__TASK GOAL__. From the entries below, return every line that includes the word "UserDraft".

__Stored items__.
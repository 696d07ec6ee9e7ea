use leptos::prelude::*;

use crate::components::NavLink;
use crate::router::Route;

#[component]
pub fn NotFoundPage() -> impl IntoView {
    view! {
        <div class="not-found">
            <h1>"Page not found"</h1>
            <p class="muted">"The page you are looking for does not exist."</p>
            <NavLink route=Route::Home class="btn btn-primary".to_string()>
                "Back to search"
            </NavLink>
        </div>
    }
}
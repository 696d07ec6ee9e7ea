//! Form Drafts & Validation
//!
//! Editable string drafts behind each form, their client-side checks, and
//! conversion into request payloads.

use std::sync::OnceLock;

use regex::Regex;

use crate::models::{
    AdminCourseDraft, Consultancy, ConsultancyPatch, Course, CourseDraft, RegisterRequest, User, UserDraft,
};

pub const FILL_ALL_FIELDS: &str = "Please fill in all fields";
pub const COURSE_NAME_REQUIRED: &str = "Course name is required";
pub const COURSE_OWNER_REQUIRED: &str = "Please select a consultancy";

/// Split "a, b,,c " into ["a", "b", "c"].
pub fn parse_comma_list(input: &str) -> Vec<String> {
    input
        .split(',')
        .map(str::trim)
        .filter(|s| !s.is_empty())
        .map(str::to_string)
        .collect()
}

pub fn join_list(items: &[String]) -> String {
    items.join(", ")
}

fn email_pattern() -> &'static Regex {
    static EMAIL: OnceLock<Regex> = OnceLock::new();
    EMAIL.get_or_init(|| Regex::new(r"^[^\s@]+@[^\s@]+\.[^\s@]+$").expect("email pattern is valid"))
}

pub fn is_valid_email(email: &str) -> bool {
    email_pattern().is_match(email)
}

fn blank_to_none(value: &str) -> Option<String> {
    let trimmed = value.trim();
    (!trimmed.is_empty()).then(|| trimmed.to_string())
}

// ========================
// Login
// ========================

pub fn validate_login(username: &str, password: &str) -> Option<&'static str> {
    if username.trim().is_empty() || password.trim().is_empty() {
        Some(FILL_ALL_FIELDS)
    } else {
        None
    }
}

// ========================
// Register
// ========================

#[derive(Debug, Clone, Copy, PartialEq, Eq)]
pub enum RegisterField {
    Username,
    Email,
    Password,
    Name,
    Address,
}

/// Per-field validation messages for the registration form
#[derive(Debug, Clone, Default, PartialEq)]
pub struct RegisterErrors {
    pub username: Option<&'static str>,
    pub email: Option<&'static str>,
    pub password: Option<&'static str>,
    pub name: Option<&'static str>,
    pub address: Option<&'static str>,
}

impl RegisterErrors {
    pub fn is_empty(&self) -> bool {
        *self == Self::default()
    }

    pub fn get(&self, field: RegisterField) -> Option<&'static str> {
        match field {
            RegisterField::Username => self.username,
            RegisterField::Email => self.email,
            RegisterField::Password => self.password,
            RegisterField::Name => self.name,
            RegisterField::Address => self.address,
        }
    }

    pub fn clear(&mut self, field: RegisterField) {
        match field {
            RegisterField::Username => self.username = None,
            RegisterField::Email => self.email = None,
            RegisterField::Password => self.password = None,
            RegisterField::Name => self.name = None,
            RegisterField::Address => self.address = None,
        }
    }
}

pub fn validate_register(form: &RegisterRequest) -> RegisterErrors {
    let username = form.username.trim();
    let email = form.email.trim();
    let password = form.password.trim();

    RegisterErrors {
        username: if username.is_empty() {
            Some("Username is required")
        } else if username.chars().count() < 3 {
            Some("Username must be at least 3 characters")
        } else {
            None
        },
        email: if email.is_empty() {
            Some("Email is required")
        } else if !is_valid_email(email) {
            Some("Please enter a valid email")
        } else {
            None
        },
        password: if password.is_empty() {
            Some("Password is required")
        } else if password.chars().count() < 6 {
            Some("Password must be at least 6 characters")
        } else {
            None
        },
        name: form.name.trim().is_empty().then_some("Consultancy name is required"),
        address: form.address.trim().is_empty().then_some("Address is required"),
    }
}

pub fn register_field(form: &RegisterRequest, field: RegisterField) -> &str {
    match field {
        RegisterField::Username => &form.username,
        RegisterField::Email => &form.email,
        RegisterField::Password => &form.password,
        RegisterField::Name => &form.name,
        RegisterField::Address => &form.address,
    }
}

pub fn set_register_field(form: &mut RegisterRequest, field: RegisterField, value: String) {
    match field {
        RegisterField::Username => form.username = value,
        RegisterField::Email => form.email = value,
        RegisterField::Password => form.password = value,
        RegisterField::Name => form.name = value,
        RegisterField::Address => form.address = value,
    }
}

// ========================
// Courses
// ========================

/// Name + comma-separated tags as typed
#[derive(Debug, Clone, Default, PartialEq)]
pub struct CourseForm {
    pub name: String,
    pub tags: String,
    pub consultancy: Option<u32>,
}

impl CourseForm {
    pub fn from_course(course: &Course) -> Self {
        Self {
            name: course.name.clone(),
            tags: join_list(&course.tags),
            consultancy: course.consultancy,
        }
    }

    pub fn validate(&self) -> Option<&'static str> {
        self.name.trim().is_empty().then_some(COURSE_NAME_REQUIRED)
    }

    /// Admin-created courses must name their owning consultancy.
    pub fn validate_admin(&self) -> Option<&'static str> {
        self.validate().or(self.consultancy.is_none().then_some(COURSE_OWNER_REQUIRED))
    }

    pub fn to_draft(&self) -> CourseDraft {
        CourseDraft {
            name: self.name.trim().to_string(),
            tags: parse_comma_list(&self.tags),
        }
    }

    pub fn to_admin_draft(&self) -> AdminCourseDraft {
        AdminCourseDraft {
            name: self.name.trim().to_string(),
            tags: parse_comma_list(&self.tags),
            consultancy: self.consultancy,
        }
    }
}

// ========================
// Consultancy details
// ========================

/// Editable consultancy details; countries as a comma-separated string
#[derive(Debug, Clone, Default, PartialEq)]
pub struct ConsultancyForm {
    pub name: String,
    pub address: String,
    pub email: String,
    pub description: String,
    pub phone_no: String,
    pub website: String,
    pub countries: String,
}

impl ConsultancyForm {
    pub fn from_consultancy(c: &Consultancy) -> Self {
        Self {
            name: c.name.clone(),
            address: c.address.clone(),
            email: c.email.clone(),
            description: c.description.clone().unwrap_or_default(),
            phone_no: c.phone_no.clone().unwrap_or_default(),
            website: c.website.clone().unwrap_or_default(),
            countries: join_list(&c.countries_operated),
        }
    }

    /// Patch for the consultancy's own profile. Email belongs to the user
    /// account and is not editable here.
    pub fn to_profile_patch(&self) -> ConsultancyPatch {
        ConsultancyPatch {
            name: Some(self.name.trim().to_string()),
            address: Some(self.address.trim().to_string()),
            email: None,
            description: Some(self.description.trim().to_string()),
            phone_no: Some(self.phone_no.trim().to_string()),
            website: Some(self.website.trim().to_string()),
            countries_operated: Some(parse_comma_list(&self.countries)),
        }
    }

    /// Patch for the admin consultancy modal
    pub fn to_admin_patch(&self) -> ConsultancyPatch {
        ConsultancyPatch {
            name: Some(self.name.trim().to_string()),
            address: Some(self.address.trim().to_string()),
            email: blank_to_none(&self.email),
            website: blank_to_none(&self.website),
            countries_operated: Some(parse_comma_list(&self.countries)),
            ..Default::default()
        }
    }
}

// ========================
// Users
// ========================

#[derive(Debug, Clone, Default, PartialEq)]
pub struct UserForm {
    pub username: String,
    pub email: String,
    pub password: String,
    pub is_consultancy: bool,
}

impl UserForm {
    pub fn from_user(user: &User) -> Self {
        Self {
            username: user.username.clone(),
            email: user.email.clone(),
            password: String::new(),
            is_consultancy: user.is_consultancy,
        }
    }

    pub fn to_draft(&self) -> UserDraft {
        UserDraft {
            username: self.username.trim().to_string(),
            email: self.email.trim().to_string(),
            password: (!self.password.is_empty()).then(|| self.password.clone()),
            is_consultancy: self.is_consultancy,
        }
    }
}

#[cfg(test)]
mod tests {
    use super::*;

    fn valid_register() -> RegisterRequest {
        RegisterRequest {
            username: "globalpath".into(),
            email: "info@globalpath.example".into(),
            password: "hunter22".into(),
            name: "Global Pathways".into(),
            address: "Putalisadak, Kathmandu".into(),
        }
    }

    #[test]
    fn test_parse_comma_list() {
        assert_eq!(parse_comma_list(" USA, UK,,Canada , "), vec!["USA", "UK", "Canada"]);
        assert!(parse_comma_list("").is_empty());
        assert!(parse_comma_list(" , ,").is_empty());
    }

    #[test]
    fn test_validate_login() {
        assert_eq!(validate_login("", "secret"), Some(FILL_ALL_FIELDS));
        assert_eq!(validate_login("user", "   "), Some(FILL_ALL_FIELDS));
        assert_eq!(validate_login("user", "secret"), None);
    }

    #[test]
    fn test_valid_register_has_no_errors() {
        assert!(validate_register(&valid_register()).is_empty());
    }

    #[test]
    fn test_register_field_rules() {
        let mut form = valid_register();
        form.username = "ab".into();
        form.email = "not-an-email".into();
        form.password = "12345".into();
        form.name = "  ".into();
        form.address = String::new();

        let errors = validate_register(&form);
        assert_eq!(errors.username, Some("Username must be at least 3 characters"));
        assert_eq!(errors.email, Some("Please enter a valid email"));
        assert_eq!(errors.password, Some("Password must be at least 6 characters"));
        assert_eq!(errors.name, Some("Consultancy name is required"));
        assert_eq!(errors.address, Some("Address is required"));
    }

    #[test]
    fn test_register_required_messages() {
        let errors = validate_register(&RegisterRequest::default());
        assert_eq!(errors.username, Some("Username is required"));
        assert_eq!(errors.email, Some("Email is required"));
        assert_eq!(errors.password, Some("Password is required"));
    }

    #[test]
    fn test_register_errors_clear_per_field() {
        let mut errors = validate_register(&RegisterRequest::default());
        errors.clear(RegisterField::Email);
        assert_eq!(errors.get(RegisterField::Email), None);
        assert!(errors.get(RegisterField::Username).is_some());
    }

    #[test]
    fn test_register_field_accessors() {
        let mut form = RegisterRequest::default();
        set_register_field(&mut form, RegisterField::Name, "Global".into());
        assert_eq!(register_field(&form, RegisterField::Name), "Global");
        assert_eq!(form.name, "Global");
        assert_eq!(register_field(&form, RegisterField::Address), "");
    }

    #[test]
    fn test_email_shape() {
        assert!(is_valid_email("a@b.co"));
        assert!(!is_valid_email("a@b"));
        assert!(!is_valid_email("a b@c.d"));
        assert!(!is_valid_email("@c.d"));
    }

    #[test]
    fn test_course_form() {
        let form = CourseForm { name: "  Nursing ".into(), tags: "health, bsc,".into(), consultancy: Some(3) };
        assert_eq!(form.validate(), None);
        let draft = form.to_draft();
        assert_eq!(draft.name, "Nursing");
        assert_eq!(draft.tags, vec!["health", "bsc"]);
        assert_eq!(form.to_admin_draft().consultancy, Some(3));

        assert_eq!(CourseForm::default().validate(), Some(COURSE_NAME_REQUIRED));
        assert_eq!(form.validate_admin(), None);

        let course = Course { id: 1, name: "MBA".into(), tags: vec!["business".into(), "pg".into()], ..Default::default() };
        assert_eq!(CourseForm::from_course(&course).tags, "business, pg");
    }

    #[test]
    fn test_admin_course_needs_owner() {
        let unowned = CourseForm { name: "Nursing".into(), tags: String::new(), consultancy: None };
        assert_eq!(unowned.validate(), None);
        assert_eq!(unowned.validate_admin(), Some(COURSE_OWNER_REQUIRED));
        assert_eq!(CourseForm::default().validate_admin(), Some(COURSE_NAME_REQUIRED));
    }

    #[test]
    fn test_consultancy_form_patches() {
        let c = Consultancy {
            id: 1,
            name: "Global".into(),
            address: "KTM".into(),
            email: "g@x.io".into(),
            countries_operated: vec!["USA".into(), "UK".into()],
            ..Default::default()
        };
        let mut form = ConsultancyForm::from_consultancy(&c);
        assert_eq!(form.countries, "USA, UK");

        form.countries = "USA, , Australia".into();
        let patch = form.to_profile_patch();
        assert_eq!(patch.countries_operated, Some(vec!["USA".to_string(), "Australia".to_string()]));
        assert_eq!(patch.email, None);
        assert_eq!(patch.website.as_deref(), Some(""));

        let admin = form.to_admin_patch();
        assert_eq!(admin.email.as_deref(), Some("g@x.io"));
        assert_eq!(admin.website, None);
    }

    #[test]
    fn test_user_form_omits_blank_password() {
        let user = User { id: 9, username: "ops".into(), email: "ops@x.io".into(), is_consultancy: true, is_staff: false };
        let form = UserForm::from_user(&user);
        assert_eq!(form.to_draft().password, None);

        let with_password = UserForm { password: "s3cret!".into(), ..form };
        assert_eq!(with_password.to_draft().password.as_deref(), Some("s3cret!"));
    }
}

__RESPONSE BELOW__.
    AdminCourseDraft, Consultancy, ConsultancyPatch, Course, CourseDraft, RegisterRequest, User, UserDraft,
    pub fn to_draft(&self) -> UserDraft {
        UserDraft {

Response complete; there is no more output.